Au pays des “Door Kat”

par pierre Dieme

L’année 2021 s’achève, et comme en 2020, elle laisse un goût amer lorsque l’on prend le temps de revisiter l’actualité. Le Sénégal va mal. Il faut être un optimiste béat ou vivre dans une tour d’ivoire pour prétendre le contraire. Prenons par exemple ces quatre derniers mois où le pays renvoie l’image d’une société corrompue, avec des scandales qui se succèdent à un rythme effréné. Et comme souvent quand un corps pourrit, c’est par le haut qu’il commence. Nos élites n’ont pas brillé par leur vertu ni par l’exemplarité.

L’assemblée, cœur de la démocratie, censée être un condensé en miniature du peuple, a perdu le peu qui lui restait de crédit dans une affaire de trafic de faux passeports diplomatiques, où deux de ses membres sont mouillés jusqu’au cou.

Le Trésor public, institution qui dans l’idéal devrait compter en son sein des personnes à l’abri de toute tentation crapuleuse, est aujourd’hui ébranlé par une rocambolesque histoire de détournements dont les principaux suspects sont deux Inspecteurs. 5 milliards de nos deniers se sont volatilisés dans cette opération qui n’a pas encore livré tous ses secrets.

Si les cadres de l’administration publique donnent le la, les simples fonctionnaires eux-aussi suivent la cadence. Ainsi à la LONASE, ce que l’on peut appeler un gang de caissiers a opéré un véritable casse avec un peu plus d’un milliard de francs CFA détourné au moyen d’une ingéniosité qui ferait pâlir les scénaristes de Marodi.

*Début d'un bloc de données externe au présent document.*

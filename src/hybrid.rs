//! Hybrid strategy: weighted union of collaborative and content rankings.
//!
//! ```text
//! combined = collaborative_weight * collab_score + content_weight * content_score
//! ```
//!
//! A track found by only one side keeps just that side's weighted score;
//! there is no renormalization for single-source tracks.

use crate::collaborative::CollaborativeRecommender;
use crate::config::EngineConfig;
use crate::content::ContentRecommender;
use crate::fallback::{FallbackProvider, Placeholder};
use crate::models::{sort_by_score_desc, RecommendationItem, Recommendations, TrackId, UserId};
use crate::store::Stores;
use anyhow::Result;
use log::{debug, trace};
use std::cmp::Ordering;
use std::collections::HashMap;

pub const HYBRID_ALGORITHM: &str = "Hybrid (Collaborative + Content-Based)";

const HYBRID_CONFIDENCE: f64 = 0.75;
const BOTH_SOURCES_REASON: &str = "recommended by taste match and similar listeners";

/// Merges two ranked lists into one.
#[derive(Debug, Clone, Copy, PartialEq)]
pub struct HybridCombiner {
    pub collaborative_weight: f64,
    pub content_weight: f64,
    pub near_tie_epsilon: f64,
}

impl Default for HybridCombiner {
    fn default() -> Self {
        Self::new(&EngineConfig::default())
    }
}

struct Blend {
    item: RecommendationItem,
    collaborative: Option<f64>,
    content: Option<f64>,
}

impl HybridCombiner {
    #[must_use]
    pub fn new(config: &EngineConfig) -> Self {
        Self {
            collaborative_weight: config.collaborative_weight,
            content_weight: config.content_weight,
            near_tie_epsilon: config.near_tie_epsilon,
        }
    }

    /// Unions both lists by track id, scores each track with the weighted
    /// formula, orders by combined score, applies the diversity pass and
    /// truncates to `limit`.
    ///
    /// The returned order is authoritative. After a demotion the list is
    /// no longer sorted by `score`, and re-sorting by score undoes the
    /// diversity pass.
    #[must_use]
    pub fn combine(
        &self,
        collaborative: &[RecommendationItem],
        content: &[RecommendationItem],
        diversity_factor: f64,
        limit: usize,
    ) -> Vec<RecommendationItem> {
        let mut blends: Vec<Blend> = Vec::with_capacity(collaborative.len() + content.len());
        let mut index: HashMap<TrackId, usize> = HashMap::new();

        for item in collaborative {
            let slot = *index.entry(item.track.id).or_insert_with(|| {
                blends.push(Blend {
                    item: item.clone(),
                    collaborative: None,
                    content: None,
                });
                blends.len() - 1
            });
            blends[slot].collaborative = Some(item.score);
        }
        for item in content {
            match index.get(&item.track.id) {
                Some(&slot) => {
                    let blend = &mut blends[slot];
                    blend.content = Some(item.score);
                    blend.item.reason = BOTH_SOURCES_REASON.to_string();
                    for tag in &item.tags {
                        if !blend.item.tags.contains(tag) {
                            blend.item.tags.push(tag.clone());
                        }
                    }
                }
                None => {
                    index.insert(item.track.id, blends.len());
                    blends.push(Blend {
                        item: item.clone(),
                        collaborative: None,
                        content: Some(item.score),
                    });
                }
            }
        }

        let mut items: Vec<RecommendationItem> = blends
            .into_iter()
            .map(|blend| {
                let combined = self.collaborative_weight * blend.collaborative.unwrap_or(0.0)
                    + self.content_weight * blend.content.unwrap_or(0.0);
                trace!(
                    "Track {}: collab={:?} content={:?} => {combined:.4}",
                    blend.item.track.id,
                    blend.collaborative,
                    blend.content
                );
                let mut item = blend.item;
                item.score = combined;
                item.confidence = (combined * HYBRID_CONFIDENCE).clamp(0.0, 1.0);
                item
            })
            .collect();

        sort_by_score_desc(&mut items);
        let mut items = self.diversify(items, diversity_factor);
        items.truncate(limit);
        items
    }

    /// Demotes a track that repeats the primary artist of the track ranked
    /// just before it when the two scores are within `near_tie_epsilon`.
    ///
    /// Only the ordering changes: the demoted item keeps its combined score.
    /// Items that are not demoted keep their relative order.
    fn diversify(&self, items: Vec<RecommendationItem>, diversity_factor: f64) -> Vec<RecommendationItem> {
        if diversity_factor <= 0.0 || items.len() < 2 {
            return items;
        }

        let mut keyed: Vec<(f64, RecommendationItem)> = Vec::with_capacity(items.len());
        for (position, item) in items.iter().enumerate() {
            let mut key = item.score;
            if let Some(previous) = position.checked_sub(1).map(|p| &items[p]) {
                let same_artist = matches!(
                    (previous.track.primary_artist(), item.track.primary_artist()),
                    (Some(a), Some(b)) if a == b
                );
                if same_artist && (previous.score - item.score).abs() <= self.near_tie_epsilon {
                    key *= 1.0 - diversity_factor;
                    debug!(
                        "Diversity: demoting track {} behind track {} (same artist)",
                        item.track.id, previous.track.id
                    );
                }
            }
            keyed.push((key, item.clone()));
        }

        keyed.sort_by(|a, b| b.0.partial_cmp(&a.0).unwrap_or(Ordering::Equal));
        keyed.into_iter().map(|(_, item)| item).collect()
    }
}

#[derive(Clone)]
pub struct HybridRecommender {
    content: ContentRecommender,
    collaborative: CollaborativeRecommender,
    fallback: FallbackProvider,
    combiner: HybridCombiner,
    candidate_multiplier: usize,
}

impl HybridRecommender {
    #[must_use]
    pub fn new(stores: &Stores, config: &EngineConfig) -> Self {
        Self {
            content: ContentRecommender::new(stores),
            collaborative: CollaborativeRecommender::new(stores, config),
            fallback: FallbackProvider::new(stores.catalog.clone(), stores.interactions.clone()),
            combiner: HybridCombiner::new(config),
            candidate_multiplier: config.hybrid_candidate_multiplier.max(1),
        }
    }

    pub fn recommend(
        &self,
        user_id: UserId,
        min_score: f64,
        limit: usize,
        include_known: bool,
        diversity_factor: f64,
    ) -> Result<Recommendations> {
        let pool = limit.saturating_mul(self.candidate_multiplier);
        let collaborative = self.collaborative.recommend(user_id, min_score, pool)?;
        let content = self
            .content
            .recommend_for_user(user_id, min_score, pool, include_known)?;

        // Fallback sub-results are placeholders, not signal.
        let collaborative_items: &[RecommendationItem] =
            if collaborative.fallback { &[] } else { &collaborative.items };
        let content_items: &[RecommendationItem] = if content.fallback { &[] } else { &content.items };

        debug!(
            "Hybrid for user {user_id}: {} collaborative and {} content candidates",
            collaborative_items.len(),
            content_items.len()
        );

        let combined = self
            .combiner
            .combine(collaborative_items, content_items, diversity_factor, limit);
        if !combined.is_empty() {
            return Ok(Recommendations::new(combined, HYBRID_ALGORITHM));
        }

        for mut sub_result in [content, collaborative] {
            if !sub_result.is_empty() {
                sub_result.items.truncate(limit);
                return Ok(sub_result);
            }
        }
        self.fallback.popular(limit, Placeholder::CONTENT)
    }
}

Même des lanceurs d’alerte, qui sont d’ordinaire à la pointe du combat pour la démocratie, la transparence et la lutte contre la corruption, nous pensons à Simon et Kilifeu du Mouvement Y’en A Marre, ont donné d’eux une image pitoyable, dans des vidéos où leur honorabilité et leur éthique a pris un sacré coup.

Un seul dénominateur commun dans toutes ces affaires : l’argent.

Doit-on changer notre devise, “Un Peuple, Un But, Une Foi”, par “En avoir ou pas”. La quête de l’argent – “L’argent, l’argent roi, l’argent Dieu, au-dessus du sang, au-dessus des larmes, adoré plus haut que les vains scrupules humains, dans l’infini de sa puissance”, s’écriait Zola- semble être notre moteur, notre seul idéal de vie. Et pour amasser le plus possible au diable les scrupules, les principes, l’honneur et la décence ordinaire.

Aucune strate sociale n’est épargnée par le mal. Les “door kat” (escrocs dans le wolof populaire) se trouvent partout.

Il suffit juste de se jeter dans la colonne faits-divers et les excellentes narrations de notre confrère ici à Emedia, Cheikh Moussa Sarr, pour mesurer la profondeur abyssale du mal. Tantôt c’est un charlatan qui se vautre dans l’inceste pour “augmenter ses pouvoirs magiques” afin d’attirer une clientèle toujours plus large.

Une autre fois, c’est une dame travaillant dans le département monétique de la CBAO qui pioche 27 millions F CFA dans le compte des clients.

Récemment, c’est un homme, qui, après avoir séduit l’ex femme de son mari, a usé de tous les subterfuges possibles pour soutirer frauduleusement 22 millions F CFA à sa nouvelle conquête.

Il y a de la matière pour poursuivre cette litanie de faits ad nauseam.

Mais relevons, pour terminer, que ces multiples exemples montrent qu’il est temps d’en finir avec cette notion très nombriliste et égocentrique de “homosenegalensis”. Concept creux et fallacieux dont on use et abuse. Le Sénégalais n’est pas fait d’une étoffe spéciale, il appartient à la commune humanité, avec ses vertus et ses vices.